WHDH Radio PersonalitiesRadio used to really promote its greatest asset, its radio talent. WHDH in Boston promoted itself as having “New England’s Finest Radio Entertainment 24 Hours Every Day!” The “Big 5 on 85” print ad featured Jess Cain, Fred B. Cole, Hank Forbes, Bob Clayton and Norm Nathan, as their air staff, and never mentions what kind of music they play, or news they featured or anything else the radio station did. WHDH was not alone in doing this. Every radio station promoted its talent line-up. Radio air talent WAS the reason people listened.

George Johns recently wrote that when he bought his first radio station (K103 in Portland, OR) that he knew he had to have Craig Walker as his morning man. Unfortunately, Craig was already on the air in Portland at the #1 radio station, KGW. Geo pitched Craig a job with K103 for more money and said he was willing to wait out his one-year noncompete contract to get him. George Johns said his financial partners thought the deal was too expensive and so Geo took out a mortgage on his Coronado, California home to guarantee the money personally.

Did George Johns gamble pay off? Yes. On day one. Craig Walker premiered at #1.

Can you feel the love radio once had for its air talent?

Non-Competes

Which brings up another radio industry problem, the non-compete contract. Have they hurt the radio industry’s growth and innovation?

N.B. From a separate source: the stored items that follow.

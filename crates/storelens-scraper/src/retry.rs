//! Bounded retry with exponential backoff for product fetches.
//!
//! Every [`ScrapeError`] kind coming out of a fetch is treated as retryable;
//! the timeout/HTTP/network distinction is only surfaced in the final error
//! once attempts are exhausted.

use std::future::Future;
use std::time::Duration;

use crate::error::ScrapeError;

/// Executes `operation` up to `max_attempts` times with exponential backoff
/// between attempts.
///
/// Attempts are 1-indexed: after attempt `k` fails (`k < max_attempts`), the
/// controller sleeps `base_delay * 2^(k-1)` and tries again. With the default
/// policy (3 attempts, 1 s base) the delays are 1 s and 2 s. When all
/// attempts fail, the last observed error is returned.
///
/// `max_attempts` of 0 is treated as 1.
pub async fn retry_with_backoff<T, F, Fut>(
    max_attempts: u32,
    base_delay: Duration,
    mut operation: F,
) -> Result<T, ScrapeError>
where
    F: FnMut() -> Fut,
    Fut: Future<Output = Result<T, ScrapeError>>,
{
    let max_attempts = max_attempts.max(1);
    let mut attempt = 1u32;

    loop {
        match operation().await {
            Ok(value) => return Ok(value),
            Err(err) => {
                if attempt >= max_attempts {
                    return Err(err);
                }
                // Exponent capped so the shift cannot overflow on extreme configs.
                let delay = base_delay.saturating_mul(1u32 << (attempt - 1).min(31));
                tracing::warn!(
                    attempt,
                    max_attempts,
                    delay_ms = u64::try_from(delay.as_millis()).unwrap_or(u64::MAX),
                    error = %err,
                    "fetch attempt failed — retrying after backoff"
                );
                tokio::time::sleep(delay).await;
                attempt += 1;
            }
        }
    }
}
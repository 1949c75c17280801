//! Single-product and batch orchestration over the client, cache, and retry
//! controller.

use std::time::Duration;

use futures::future::join_all;

use storelens_core::{AppConfig, Product, ShopInfo};

use crate::cache::{CacheStats, ProductCache};
use crate::client::StorefrontClient;
use crate::error::ScrapeError;
use crate::retry::retry_with_backoff;

/// Per-call knobs for [`Scraper::get_product`] and [`Scraper::get_products`].
#[derive(Debug, Clone)]
pub struct ScrapeOptions {
    /// Total deadline per fetch attempt; each retry gets a fresh window.
    pub timeout: Duration,
    /// Total fetch attempts (1 = no retries).
    pub retries: u32,
    /// Whether to consult and populate the cache.
    pub use_cache: bool,
    /// Freshness window applied to cache reads on this call.
    pub ttl_minutes: u64,
}

impl Default for ScrapeOptions {
    fn default() -> Self {
        Self {
            timeout: Duration::from_millis(10_000),
            retries: 3,
            use_cache: true,
            ttl_minutes: 15,
        }
    }
}

impl ScrapeOptions {
    /// Builds options from the configured defaults.
    #[must_use]
    pub fn from_config(config: &AppConfig) -> Self {
        Self {
            timeout: Duration::from_millis(config.request_timeout_ms),
            retries: config.max_attempts,
            use_cache: true,
            ttl_minutes: config.cache_ttl_minutes,
        }
    }
}

/// One entry of a batch request.
#[derive(Debug, Clone, PartialEq, Eq)]
pub struct ProductRequest {
    pub shop_domain: String,
    pub product_handle: String,
}

/// A request that could not be fulfilled, with its terminal error.
#[derive(Debug)]
pub struct FailedScrape {
    pub shop_domain: String,
    pub product_handle: String,
    pub error: ScrapeError,
}

/// Result of a batch scrape: every input request lands in exactly one of the
/// two lists. Order within each list follows completion, not input.
#[derive(Debug, Default)]
pub struct BatchOutcome {
    pub succeeded: Vec<Product>,
    pub failed: Vec<FailedScrape>,
}

/// Product-scraping orchestrator: owns the HTTP client and the TTL cache,
/// and layers retry, caching, and batch fan-out over single fetches.
pub struct Scraper {
    client: StorefrontClient,
    cache: ProductCache,
    retry_base_delay: Duration,
    sweep_max_age_minutes: u64,
    batch_size: usize,
    inter_batch_delay: Duration,
}

impl Scraper {
    /// Builds a scraper from configuration with an empty cache.
    ///
    /// # Errors
    ///
    /// Returns [`ScrapeError::Network`] if the HTTP client cannot be built.
    pub fn new(config: &AppConfig) -> Result<Self, ScrapeError> {
        Ok(Self {
            client: StorefrontClient::new(&config.user_agent, &config.default_currency)?,
            cache: ProductCache::new(),
            retry_base_delay: Duration::from_millis(config.retry_base_delay_ms),
            sweep_max_age_minutes: config.cache_sweep_max_age_minutes,
            batch_size: config.batch_size.max(1),
            inter_batch_delay: Duration::from_millis(config.inter_batch_delay_ms),
        })
    }

    /// Fetches one product, consulting the cache first.
    ///
    /// With `use_cache` set, expired entries are swept, then a fresh entry
    /// (per this call's `ttl_minutes` — freshness belongs to the read, not
    /// the write) is returned without any network traffic. On a miss or a
    /// stale entry the fetch runs under the retry controller and the result
    /// is written back before being returned.
    ///
    /// Concurrent callers missing on the same key are not de-duplicated:
    /// each fetches independently and the last write wins. The race is
    /// bounded by the number of concurrent callers.
    ///
    /// # Errors
    ///
    /// Returns [`ScrapeError::ScrapeFailure`] carrying the last attempt's
    /// error once all attempts are exhausted. A stale cache entry is never
    /// silently substituted for a failed fetch.
    pub async fn get_product(
        &self,
        shop_domain: &str,
        product_handle: &str,
        options: &ScrapeOptions,
    ) -> Result<Product, ScrapeError> {
        if options.use_cache {
            self.cache.sweep_expired(self.sweep_max_age_minutes);
            if let Some(entry) = self.cache.get(shop_domain, product_handle) {
                if entry.is_fresh(options.ttl_minutes) {
                    tracing::debug!(shop_domain, product_handle, "cache hit");
                    return Ok(entry.product);
                }
                tracing::debug!(shop_domain, product_handle, "cache entry stale — refetching");
            }
        }

        let attempts = options.retries.max(1);
        let result = retry_with_backoff(attempts, self.retry_base_delay, || {
            self.client
                .fetch_product(shop_domain, product_handle, options.timeout)
        })
        .await;

        match result {
            Ok(product) => {
                if options.use_cache {
                    self.cache
                        .put(shop_domain, product_handle, product.clone());
                }
                Ok(product)
            }
            Err(err) => Err(ScrapeError::ScrapeFailure {
                shop_domain: shop_domain.to_owned(),
                product_handle: product_handle.to_owned(),
                attempts,
                source: Box::new(err),
            }),
        }
    }

    /// Fetches many products in bounded concurrent batches.
    ///
    /// Requests run `batch_size` at a time with a fixed pause between
    /// batches to bound outbound request rate. A failing request never
    /// aborts its siblings; it is captured in [`BatchOutcome::failed`] and
    /// the batch continues.
    pub async fn get_products(
        &self,
        requests: &[ProductRequest],
        options: &ScrapeOptions,
    ) -> BatchOutcome {
        let mut outcome = BatchOutcome::default();
        let mut is_first_batch = true;

        for batch in requests.chunks(self.batch_size) {
            if !is_first_batch && !self.inter_batch_delay.is_zero() {
                tokio::time::sleep(self.inter_batch_delay).await;
            }
            is_first_batch = false;

            let results = join_all(batch.iter().map(|request| async move {
                let result = self
                    .get_product(&request.shop_domain, &request.product_handle, options)
                    .await;
                (request, result)
            }))
            .await;

            for (request, result) in results {
                match result {
                    Ok(product) => outcome.succeeded.push(product),
                    Err(error) => {
                        tracing::warn!(
                            shop_domain = %request.shop_domain,
                            product_handle = %request.product_handle,
                            error = %error,
                            "batch item failed"
                        );
                        outcome.failed.push(FailedScrape {
                            shop_domain: request.shop_domain.clone(),
                            product_handle: request.product_handle.clone(),
                            error,
                        });
                    }
                }
            }
        }

        outcome
    }

    /// Fetches shop metadata. Never fails; degrades to domain-derived
    /// defaults on any error.
    pub async fn shop_info(&self, shop_domain: &str) -> ShopInfo {
        self.client.fetch_shop_info(shop_domain).await
    }

    /// Evicts cache entries: exact key, whole domain, or everything.
    pub fn clear_cache(&self, shop_domain: Option<&str>, product_handle: Option<&str>) {
        self.cache.invalidate(shop_domain, product_handle);
    }

    /// Current cache size and keys.
    #[must_use]
    pub fn cache_stats(&self) -> CacheStats {
        self.cache.stats()
    }
}
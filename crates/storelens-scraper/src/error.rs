use thiserror::Error;

#[derive(Debug, Error)]
pub enum ScrapeError {
    #[error("request to {url} timed out")]
    Timeout { url: String },

    #[error("unexpected HTTP status {status} from {url}")]
    Http { status: u16, url: String },

    #[error("network error: {0}")]
    Network(#[source] reqwest::Error),

    #[error("malformed response from {url}: {reason}")]
    MalformedResponse { url: String, reason: String },

    #[error("invalid storefront URL \"{url}\": {reason}")]
    InvalidUrl { url: String, reason: String },

    #[error(
        "failed to scrape {shop_domain}/{product_handle} after {attempts} attempts: {source}"
    )]
    ScrapeFailure {
        shop_domain: String,
        product_handle: String,
        attempts: u32,
        #[source]
        source: Box<ScrapeError>,
    },
}

impl ScrapeError {
    /// Classifies a transport-level `reqwest` failure. An elapsed request
    /// deadline becomes [`ScrapeError::Timeout`]; everything else (DNS,
    /// refused connection, reset) is [`ScrapeError::Network`].
    pub(crate) fn from_reqwest(err: reqwest::Error, url: &str) -> Self {
        if err.is_timeout() {
            ScrapeError::Timeout {
                url: url.to_owned(),
            }
        } else {
            ScrapeError::Network(err)
        }
    }
}
/// Runtime configuration for the scraping core, loaded from `STORELENS_*`
/// environment variables with every knob defaulted.
#[derive(Debug, Clone)]
pub struct AppConfig {
    /// Log level used when `RUST_LOG` is not set.
    pub log_level: String,
    /// `User-Agent` header sent on every outbound request.
    pub user_agent: String,
    /// Currency assumed when a payload carries neither a currency code nor a
    /// usable price.
    pub default_currency: String,
    /// Per-request total timeout for product fetches, in milliseconds.
    pub request_timeout_ms: u64,
    /// Total fetch attempts per product (1 = no retries).
    pub max_attempts: u32,
    /// Base delay for exponential retry backoff, in milliseconds.
    pub retry_base_delay_ms: u64,
    /// Default freshness window for cache reads, in minutes.
    pub cache_ttl_minutes: u64,
    /// Hard age ceiling for the opportunistic cache sweep, in minutes.
    /// Independent of any caller-supplied TTL; bounds memory growth.
    pub cache_sweep_max_age_minutes: u64,
    /// Number of requests issued concurrently per batch.
    pub batch_size: usize,
    /// Pause between batches, in milliseconds.
    pub inter_batch_delay_ms: u64,
}

impl Default for AppConfig {
    fn default() -> Self {
        Self {
            log_level: "info".to_string(),
            user_agent: "storelens/0.1 (product-scraper)".to_string(),
            default_currency: "USD".to_string(),
            request_timeout_ms: 10_000,
            max_attempts: 3,
            retry_base_delay_ms: 1_000,
            cache_ttl_minutes: 15,
            cache_sweep_max_age_minutes: 60,
            batch_size: 5,
            inter_batch_delay_ms: 1_000,
        }
    }
}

Boston’s Route 128 corridor used to be the center of technology in the 60s and 70s. In the 1990s, California’s Silicon Valley took over that title from Massachusetts.

Why did Boston’s tech companies lose to those in the Silicon Valley?

Boston was a collection of high tech companies, like Wang, DEC and Data General competing against one another. They kept everything in-house and were vertically integrated. They had employee non-compete contracts. If you left your firm, you were looked upon with great disdain.

Silicon Valley, on the other hand, built an ecosystem. They shared everything. People were free to move between companies, and did. And everyone was still considered part of the family.

Value Chains versus Ecosystems

The radio industry operates like a value chain. Radio’s big consolidators are driven by efficiencies.

Accenture Strategy published a study that found that ecosystems are a “cornerstone” of future growth in a 21st Century world, a way to increase revenue. Ecosystem companies thrive on making connections, lots and lots of them.

The broadcast industry has pushed away from so many chances to collaborate and in so doing lost a competitive advantage.

What is Radio’s Most Valuable Asset Feeling?

Don Anthony’s Morning Show Boot Camp (MSBC30) collaborated with Jacobs Media Strategies to produce the first ever “Air Talent Questionnaire: How Radio DJs View Their Industry.” Some of the takeaways were disheartening to hear. Such as:

  • Most of the shifts where DJs got their first jobs are disappearing

  • Many DJs are not air checked and that lack of attention appears to impact attitude

  • Many DJs have feelings of angst & insecurity; many others are struggling financially

If radio connects with listeners through its air talent, then just these three items ought to give every radio station operator pause.

How to Win the Triple Crown

Diane Lane with Secretariat

I just watched the movie “Secretariat.” In 1973, Big Red, as he was nick named, became the first Triple Crown winner in 25-years, at a time when many thought there would never be another. “His record-breaking victory in the Belmont Stakes, which he won by 31 lengths, is widely regarded as one of the greatest races of all time,” writes Wikipedia.

What struck me, was what Secretariat had, that the other horses did not, a loving caretaker, a loving trainer, a loving jockey and most of all, a loving owner. Big Red was surrounded by people who genuinely loved and believed in him.

Great radio stations are filled with people like that.

I’ve always believed that what happened in the halls of my radio stations were transmitted out, over-the-air, to the listener. We transmitted so much more than just the music we played, the news we delivered, and the entertainment we provided. We transmitted an intangible spirit that was contagious and attracted loyal listeners.

And we do that when we love, appreciate and take care of our most valuable radio asset, our air talent.